What you’re really buying from a professional photographer…

This is a blog I have been wanting to write for quite some time so I figured now is as good as any…

 

What you’re really buying from a professional photographer

 

When someone reaches out to me about scheduling a portrait session, the number one question is always the same: “Hi, I love your work and want to know how much does it cost?”

…How much does it cost…

When I send a potential client my pricing guide magazine, whether for a Glamour session or Family Portraits, about 10% don’t get back to me at all for whatever reason and about another 10% reply with an email similar to this.

“Wow! I had no clue you would charge SO much?!? I’ve had other photographers take our pictures and got all the pictures on a disk for $100! I just can’t afford you.”

Needless to say, that percentage of clients don’t book me. I understand that price can be a big factor when deciding whether to buy a discretionary item like professional portraits.

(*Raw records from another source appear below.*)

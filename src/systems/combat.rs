//! Yearly encounter pass.
//!
//! Eligible cultivators (alive, tier above Qi Refining) are partitioned by
//! tier once, before any duel. Each tier with at least two members rolls an
//! encounter for every member with probability `tier_size / eligible_total`.
//! An initiator picks a random living tier-mate; the duel happens when either
//! side is willing, and its outcome always uses the initiator's win
//! probability. Losers die on the spot and are skipped for the rest of the
//! pass, both as initiators and as opponents.

use crate::{
    cultivator::Cultivator,
    engine::{System, SystemContext},
    rng::RandomSource,
    tier::{Tier, TIER_COUNT},
    world::World,
};

#[derive(Debug, Default, Clone, Copy, PartialEq, Eq)]
pub struct CombatOutcome {
    pub encounters: u64,
    pub battles: u64,
    pub deaths: u64,
}

pub struct CombatSystem;

impl CombatSystem {
    pub fn new() -> Self {
        Self
    }
}

impl Default for CombatSystem {
    fn default() -> Self {
        Self::new()
    }
}

impl System for CombatSystem {
    fn name(&self) -> &str {
        "combat"
    }

    fn run(&mut self, ctx: &SystemContext, world: &mut World, rng: &mut dyn RandomSource) {
        let outcome = resolve(&mut world.cultivators, ctx.absorption_rate, rng);
        world.ledger.battles += outcome.battles;
        world.ledger.deaths += outcome.deaths;
    }
}

/// Frozen tier membership plus the subset still alive during the pass.
struct Bracket {
    members: Vec<usize>,
    living: Vec<usize>,
}

pub fn resolve(
    cultivators: &mut [Cultivator],
    absorption_rate: f64,
    rng: &mut dyn RandomSource,
) -> CombatOutcome {
    let mut outcome = CombatOutcome::default();
    let mut brackets = partition(cultivators);
    let eligible: usize = brackets.iter().map(|b| b.members.len()).sum();
    if eligible == 0 {
        return outcome;
    }

    // slots[i] is the position of cultivator i inside its bracket's `living`.
    let mut slots = vec![usize::MAX; cultivators.len()];
    for bracket in &brackets {
        for (slot, &index) in bracket.living.iter().enumerate() {
            slots[index] = slot;
        }
    }

    for bracket in brackets.iter_mut().filter(|b| b.members.len() >= 2) {
        let encounter_chance = bracket.members.len() as f64 / eligible as f64;
        for position in 0..bracket.members.len() {
            let initiator = bracket.members[position];
            if !cultivators[initiator].alive {
                continue;
            }
            if rng.next_uniform() >= encounter_chance {
                continue;
            }
            let Some(opponent) = pick_opponent(&bracket.living, &slots, initiator, rng) else {
                continue;
            };
            outcome.encounters += 1;
            if let Some(loser) = duel(cultivators, initiator, opponent, absorption_rate, rng) {
                outcome.battles += 1;
                outcome.deaths += 1;
                remove_living(&mut bracket.living, &mut slots, loser);
            }
        }
    }
    outcome
}

fn partition(cultivators: &[Cultivator]) -> Vec<Bracket> {
    let mut brackets: Vec<Bracket> = (0..TIER_COUNT)
        .map(|_| Bracket {
            members: Vec::new(),
            living: Vec::new(),
        })
        .collect();
    for (index, cultivator) in cultivators.iter().enumerate() {
        if cultivator.alive && cultivator.tier > Tier::QiRefining {
            brackets[cultivator.tier.rank()].members.push(index);
        }
    }
    for bracket in &mut brackets {
        bracket.living = bracket.members.clone();
    }
    brackets
}

/// Uniform pick among living tier-mates other than `initiator`.
fn pick_opponent(
    living: &[usize],
    slots: &[usize],
    initiator: usize,
    rng: &mut dyn RandomSource,
) -> Option<usize> {
    if living.len() < 2 {
        return None;
    }
    let own = slots[initiator];
    let last = living.len() - 1;
    let pick = rng.next_index(last);
    // The initiator's own slot stands in for the last entry.
    Some(if pick == own { living[last] } else { living[pick] })
}

fn remove_living(living: &mut Vec<usize>, slots: &mut [usize], index: usize) {
    let slot = slots[index];
    living.swap_remove(slot);
    if let Some(&moved) = living.get(slot) {
        slots[moved] = slot;
    }
    slots[index] = usize::MAX;
}

/// Returns the loser's index when a fight takes place.
fn duel(
    cultivators: &mut [Cultivator],
    initiator: usize,
    opponent: usize,
    absorption_rate: f64,
    rng: &mut dyn RandomSource,
) -> Option<usize> {
    let (challenger, defender) = pair_mut(cultivators, initiator, opponent);
    if !challenger.decides_to_fight(defender) && !defender.decides_to_fight(challenger) {
        return None;
    }

    let challenger_wins = rng.next_uniform() < challenger.win_probability(defender);
    let (winner, loser, loser_index) = if challenger_wins {
        (challenger, defender, opponent)
    } else {
        (defender, challenger, initiator)
    };
    winner.absorb(loser, absorption_rate);
    loser.battles += 1;
    loser.alive = false;
    Some(loser_index)
}

fn pair_mut(
    cultivators: &mut [Cultivator],
    first: usize,
    second: usize,
) -> (&mut Cultivator, &mut Cultivator) {
    debug_assert_ne!(first, second);
    if first < second {
        let (left, right) = cultivators.split_at_mut(second);
        (&mut left[first], &mut right[0])
    } else {
        let (left, right) = cultivators.split_at_mut(first);
        (&mut right[0], &mut left[second])
    }
}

All of us make those decisions. For example, when celebrating an anniversary or birthday, we often choose a favorite restaurant where we know we’ll get great food, excellent service, and the unique atmosphere to fit our special occasion. We know we’re going to pay more for an elegant dinner than for carry-out pizza, but we also know we’re getting more than just a meal.

Maybe you’re looking for another photographer because the photographer you used before is no longer in business. Maybe he or she couldn’t survive financially on such low prices.

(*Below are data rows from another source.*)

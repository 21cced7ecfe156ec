use crate::cultivator::{Cultivator, CultivatorId};
use crate::stats::YearStatistics;

/// Battle and death tallies for the year in progress.
#[derive(Debug, Default, Clone, Copy, PartialEq, Eq)]
pub struct YearLedger {
    pub battles: u64,
    pub deaths: u64,
}

/// Everything the simulation owns: every cultivator ever admitted (dead ones
/// included, in id order), the clock, and the yearly statistics history.
pub struct World {
    next_id: u64,
    year: u64,
    pub(crate) cultivators: Vec<Cultivator>,
    pub(crate) ledger: YearLedger,
    pub(crate) history: Vec<YearStatistics>,
}

impl World {
    pub fn new() -> Self {
        Self {
            next_id: 1,
            year: 0,
            cultivators: Vec::new(),
            ledger: YearLedger::default(),
            history: Vec::new(),
        }
    }

    pub fn year(&self) -> u64 {
        self.year
    }

    pub(crate) fn advance_time(&mut self) {
        self.year += 1;
        self.ledger = YearLedger::default();
    }

    /// Allocates the next id and appends whatever `build` makes of it.
    pub fn admit(&mut self, build: impl FnOnce(CultivatorId) -> Cultivator) -> CultivatorId {
        let id = self.allocate();
        let cultivator = build(id);
        debug_assert_eq!(cultivator.id, id, "admitted cultivator must keep its id");
        self.cultivators.push(cultivator);
        id
    }

    pub fn cultivators(&self) -> &[Cultivator] {
        &self.cultivators
    }

    pub fn cultivator(&self, id: CultivatorId) -> Option<&Cultivator> {
        self.position(id).map(|index| &self.cultivators[index])
    }

    pub fn cultivator_mut(&mut self, id: CultivatorId) -> Option<&mut Cultivator> {
        self.position(id).map(move |index| &mut self.cultivators[index])
    }

    pub fn alive(&self) -> impl Iterator<Item = &Cultivator> {
        self.cultivators.iter().filter(|c| c.alive)
    }

    pub fn alive_count(&self) -> u64 {
        self.alive().count() as u64
    }

    pub fn ledger(&self) -> YearLedger {
        self.ledger
    }

    pub fn history(&self) -> &[YearStatistics] {
        &self.history
    }

    pub fn latest(&self) -> Option<&YearStatistics> {
        self.history.last()
    }

    /// Owned copy of every cultivator at call time.
    pub fn roster(&self) -> Vec<Cultivator> {
        self.cultivators.clone()
    }

    fn position(&self, id: CultivatorId) -> Option<usize> {
        self.cultivators.binary_search_by_key(&id, |c| c.id).ok()
    }

    fn allocate(&mut self) -> CultivatorId {
        let id = CultivatorId::new(self.next_id);
        self.next_id += 1;
        id
    }
}

impl Default for World {
    fn default() -> Self {
        Self::new()
    }
}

When I started, I was one of those photographers who charged $0.50 for a 4×6 print. I quickly realized if I wanted to be a legitimate, successful, and above all professional photographer, such low prices would not be feasible.

In November 2015 I will have been in business as a professional photographer for five years. Prior to starting my business, I spent hours upon hours learning everything I could about the art and science of photography and practicing my craft. In the five years since then, I have attended several photography conferences, completed multiple online courses, and participated in professional workshops to continue to grow within my field and provide my clients with an amazing experience and gorgeous images.

All of that, and more, is what you’re buying when you book a session with me. Let’s look at what’s on the menu, compared to that carry-out pizza!

That disk for $100 that probably had anywhere between 20 and 50 (maybe more) images. Which means each picture cost you anywhere from $2-$5. You would still have to buy prints, if you wanted any. Essentially, all you bought was just a disk with pictures.

The reasons a professional photographer charges more are many, because in addition to the pictures themselves, you are buying both the time and the professional services of the photographer.

How much would you expect to pay a professional, and how many hours do you think a professional photographer will spend on your portrait shoot? Let’s say $15.00 an hour at bare bones minimum. At that rate, your $100 will only buy six hours and 40 minutes of that photographer’s time! Do you think that’s enough to produce the top quality portraits you want?

I can’t speak for any other photographer, but here’s a breakdown of the time I spend on each and every client.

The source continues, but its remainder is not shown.